Points clés couverts dans cet article
- Durée exacte du délai de déclaration (2 mois + délai de distance)
- Date de départ du délai : publication au BODACC ou avis du greffe
- Conséquences d’une déclaration tardive (forclusion, relevé de forclusion)
- Modalités pratiques : formulaire Cerfa, signature électronique, envoi recommandé
- Règles spécifiques pour les créanciers étrangers (UE et hors UE)
- Nouveautés 2026 : dématérialisation obligatoire et simplification des échanges
- Rôle du mandataire judiciaire et du juge-commissaire
- Recours en cas de non-respect du délai : procédure de relevé de forclusion
1. Les bases du délai de déclaration de créance en 2026
Le délai déclaration de créance liquidation judiciaire est fixé par l’article L. 622-24 du Code de commerce. Depuis la réforme de 2025 (applicable en 2026), le principe reste inchangé : tout créancier antérieur au jugement d’ouverture doit déclarer sa créance dans un délai de deux mois à compter de la publication du jugement au Bulletin officiel des annonces civiles et commerciales (BODACC).

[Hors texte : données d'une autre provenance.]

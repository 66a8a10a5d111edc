//! Core domain types used by the ledger.
//!
//! This module defines strongly-typed hashes, public keys and signatures
//! shared across the chain implementation, together with the text wire
//! format configuration used to serialize blocks. The goal is to avoid
//! "naked" byte buffers and hex strings in public APIs and instead use
//! domain-specific newtypes.

use std::fmt;
use std::str::FromStr;

use serde::{Deserialize, Deserializer, Serialize, Serializer};
use thiserror::Error;

/// Block data structures, sealing and the text wire format.
pub mod block;
/// Signed peer opinions on block validity.
pub mod judgement;
/// Transaction variants and their signing contracts.
pub mod tx;

pub use block::{Block, BlockError, Header};
pub use judgement::Judgement;
pub use tx::{
    Permission, PermissionTransaction, Transaction, VaccinationTransaction, VaccineTransaction,
};

/// Length in bytes of all 256-bit hash types used in this module.
pub const HASH_LEN: usize = 32;

/// Errors produced while decoding wire data (blocks, transactions, keys).
#[derive(Debug, Error)]
pub enum ParseError {
    /// The block text has no header terminator.
    #[error("missing header terminator")]
    MissingTerminator,
    /// The header does not map onto the block field list.
    #[error("wrong header format: expected 5 to 7 fields, got {0}")]
    HeaderFieldCount(usize),
    /// A numeric header field could not be parsed.
    #[error("invalid integer in field `{field}`: {value}")]
    InvalidInteger { field: &'static str, value: String },
    /// A hex-encoded field could not be decoded.
    #[error("invalid hex in field `{field}`")]
    InvalidHex { field: &'static str },
    /// A hash field did not have [`HASH_LEN`] bytes.
    #[error("invalid hash length in field `{field}`: {len} bytes")]
    InvalidHashLength { field: &'static str, len: usize },
    /// A transaction or judgement record failed to decode.
    #[error("invalid record: {0}")]
    Record(#[from] serde_json::Error),
}

/// Strongly-typed 256-bit hash wrapper (BLAKE3-256).
///
/// Rendered as 64 lower-case hex characters on the wire and in file names.
#[derive(Clone, Copy, Debug, Eq, PartialEq, Hash, Ord, PartialOrd)]
pub struct Hash256(pub [u8; HASH_LEN]);

impl Hash256 {
    /// The all-zero hash, used as the genesis block's parent sentinel.
    pub const ZERO: Hash256 = Hash256([0u8; HASH_LEN]);

    /// Computes a new [`Hash256`] as the BLAKE3-256 hash of `data`.
    pub fn compute(data: &[u8]) -> Self {
        let h = blake3::hash(data);
        Hash256(*h.as_bytes())
    }

    /// Returns the underlying 32-byte hash as a borrowed array.
    pub fn as_bytes(&self) -> &[u8; HASH_LEN] {
        &self.0
    }

    /// Returns the lower-case hex rendering of this hash.
    pub fn to_hex(&self) -> String {
        hex::encode(self.0)
    }

    fn parse_field(s: &str, field: &'static str) -> Result<Self, ParseError> {
        let bytes = hex::decode(s).map_err(|_| ParseError::InvalidHex { field })?;
        if bytes.len() != HASH_LEN {
            return Err(ParseError::InvalidHashLength {
                field,
                len: bytes.len(),
            });
        }
        let mut arr = [0u8; HASH_LEN];
        arr.copy_from_slice(&bytes);
        Ok(Hash256(arr))
    }
}

impl fmt::Display for Hash256 {
    fn fmt(&self, f: &mut fmt::Formatter<'_>) -> fmt::Result {
        f.write_str(&self.to_hex())
    }
}

/// Strongly-typed block hash.
///
/// This is the content hash of a sealed [`Block`]. Wrapping the
/// underlying [`Hash256`] keeps block identifiers apart from other
/// hashes in public APIs.
#[derive(Clone, Copy, Debug, Eq, PartialEq, Hash, Ord, PartialOrd)]
pub struct BlockHash(pub Hash256);

impl BlockHash {
    /// Parent sentinel of the genesis block.
    pub const GENESIS_PARENT: BlockHash = BlockHash(Hash256::ZERO);

    pub(crate) fn parse_field(s: &str, field: &'static str) -> Result<Self, ParseError> {
        Hash256::parse_field(s, field).map(BlockHash)
    }
}

impl fmt::Display for BlockHash {
    fn fmt(&self, f: &mut fmt::Formatter<'_>) -> fmt::Result {
        self.0.fmt(f)
    }
}

impl FromStr for BlockHash {
    type Err = ParseError;

    fn from_str(s: &str) -> Result<Self, Self::Err> {
        BlockHash::parse_field(s, "block_hash")
    }
}

impl Serialize for BlockHash {
    fn serialize<S: Serializer>(&self, serializer: S) -> Result<S::Ok, S::Error> {
        serializer.serialize_str(&self.0.to_hex())
    }
}

impl<'de> Deserialize<'de> for BlockHash {
    fn deserialize<D: Deserializer<'de>>(deserializer: D) -> Result<Self, D::Error> {
        let s = String::deserialize(deserializer)?;
        s.parse().map_err(serde::de::Error::custom)
    }
}

/// Ed25519 public key bytes, wrapped to avoid naked `Vec<u8>`.
///
/// Public keys identify every actor on the ledger: admission nodes,
/// doctors, patients and vaccine registrants. The type does not check
/// that the bytes form a valid curve point; verification does that.
#[derive(Clone, Debug, Eq, PartialEq, Hash, Ord, PartialOrd)]
pub struct PublicKey(pub Vec<u8>);

impl PublicKey {
    /// Returns the raw public key bytes.
    pub fn as_bytes(&self) -> &[u8] {
        &self.0
    }

    /// Returns the lower-case hex rendering used on the wire.
    pub fn to_hex(&self) -> String {
        hex::encode(&self.0)
    }

    /// Decodes a hex-encoded public key.
    pub fn from_hex(s: &str) -> Result<Self, ParseError> {
        hex::decode(s)
            .map(PublicKey)
            .map_err(|_| ParseError::InvalidHex { field: "public_key" })
    }

    /// Short prefix for log lines.
    pub fn short(&self) -> String {
        let hex = self.to_hex();
        hex.chars().take(12).collect()
    }
}

impl fmt::Display for PublicKey {
    fn fmt(&self, f: &mut fmt::Formatter<'_>) -> fmt::Result {
        f.write_str(&self.to_hex())
    }
}

impl Serialize for PublicKey {
    fn serialize<S: Serializer>(&self, serializer: S) -> Result<S::Ok, S::Error> {
        serializer.serialize_str(&self.to_hex())
    }
}

impl<'de> Deserialize<'de> for PublicKey {
    fn deserialize<D: Deserializer<'de>>(deserializer: D) -> Result<Self, D::Error> {
        let s = String::deserialize(deserializer)?;
        PublicKey::from_hex(&s).map_err(serde::de::Error::custom)
    }
}

/// Detached Ed25519 signature bytes.
#[derive(Clone, Debug, Eq, PartialEq, Hash)]
pub struct Signature(pub Vec<u8>);

impl Signature {
    /// Returns the raw signature bytes.
    pub fn as_bytes(&self) -> &[u8] {
        &self.0
    }

    /// Returns the lower-case hex rendering used on the wire.
    pub fn to_hex(&self) -> String {
        hex::encode(&self.0)
    }

    /// Decodes a hex-encoded signature.
    pub fn from_hex(s: &str) -> Result<Self, ParseError> {
        hex::decode(s)
            .map(Signature)
            .map_err(|_| ParseError::InvalidHex { field: "signature" })
    }
}

impl Serialize for Signature {
    fn serialize<S: Serializer>(&self, serializer: S) -> Result<S::Ok, S::Error> {
        serializer.serialize_str(&self.to_hex())
    }
}

impl<'de> Deserialize<'de> for Signature {
    fn deserialize<D: Deserializer<'de>>(deserializer: D) -> Result<Self, D::Error> {
        let s = String::deserialize(deserializer)?;
        Signature::from_hex(&s).map_err(serde::de::Error::custom)
    }
}

/// Separator and terminator characters of the text wire format.
///
/// Header fields are joined by `separator`; the header and every
/// transaction record end with `terminator`.
#[derive(Clone, Copy, Debug, Eq, PartialEq)]
pub struct WireFormat {
    pub separator: char,
    pub terminator: char,
}

impl Default for WireFormat {
    fn default() -> Self {
        Self {
            separator: ',',
            terminator: '\n',
        }
    }
}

« En liquidation judiciaire, le temps est un facteur critique. J’ai vu des créanciers perdre des sommes importantes pour avoir attendu quelques jours de trop. La rigueur du calendrier est absolue. » — Maître Lefèvre, avocat en droit des entreprises en difficulté.
Ce délai est augmenté d’un délai de distance de 10 jours pour les créanciers domiciliés en France métropolitaine (hors Corse) et de 20 jours pour la Corse, les outre-mer et l’étranger. En 2026, la dématérialisation des échanges permet de réduire ces délais de fait, mais la règle légale reste inchangée.
Conseil d’expert : Ne vous fiez pas uniquement à la date de réception de l’avis du greffe. Le point de départ officiel est la publication au BODACC. Vérifiez systématiquement cette date sur le site bodacc.fr.
2. Calcul précis du délai : point de départ et durée
2.1 Point de départ : la publication au BODACC
Le jugement d’ouverture de la liquidation judiciaire est publié au BODACC dans un délai de 15 jours à compter du jugement. C’est cette publication qui déclenche le délai déclaration de créance liquidation judiciaire. En pratique, le greffier adresse également un avis individuel aux créanciers connus, mais cet avis n’est pas le point de départ légal.
2.2 Durée légale et délai de distance
Le délai de base est de 2 mois (60 jours) à compter de la publication au BODACC. S’y ajoutent :
- 10 jours pour les créanciers domiciliés en France métropolitaine (hors Corse)
- 20 jours pour les créanciers domiciliés en Corse, dans les outre-mer ou à l’étranger
Exemple : pour un créancier à Paris, le délai total est de 2 mois + 10 jours = 70 jours. Pour un créancier à New York, le délai est de 2 mois + 20 jours = 80 jours.
« Attention : le délai de distance n’est pas un bonus pour négliger la déclaration. Il est destiné à compenser les aléas postaux. En 2026, avec la dématérialisation, je recommande de déclarer dans les 60 jours, quel que soit votre lieu de domicile. » — Maître Lefèvre.
Astuce pratique : Utilisez le calculateur officiel du ministère de la Justice (disponible sur service-public.fr) pour déterminer la date exacte de fin de délai. Notez-la dans votre agenda avec une alerte 15 jours avant.
3. Modalités de déclaration : formulaire, envoi, signature
3.1 Le formulaire Cerfa n° 10773
La déclaration de créance s’effectue au moyen du formulaire Cerfa n° 10773, disponible en ligne. Depuis 2026, la version papier reste acceptée, mais la voie électronique est fortement encouragée via le portail e-barreau ou l’application « Déclaration de créance en ligne ».
3.2 Contenu obligatoire
La déclaration doit mentionner :
- Le montant de la créance en principal et intérêts à la date du jugement
- La nature de la créance (chirographaire, privilégiée, hypothécaire)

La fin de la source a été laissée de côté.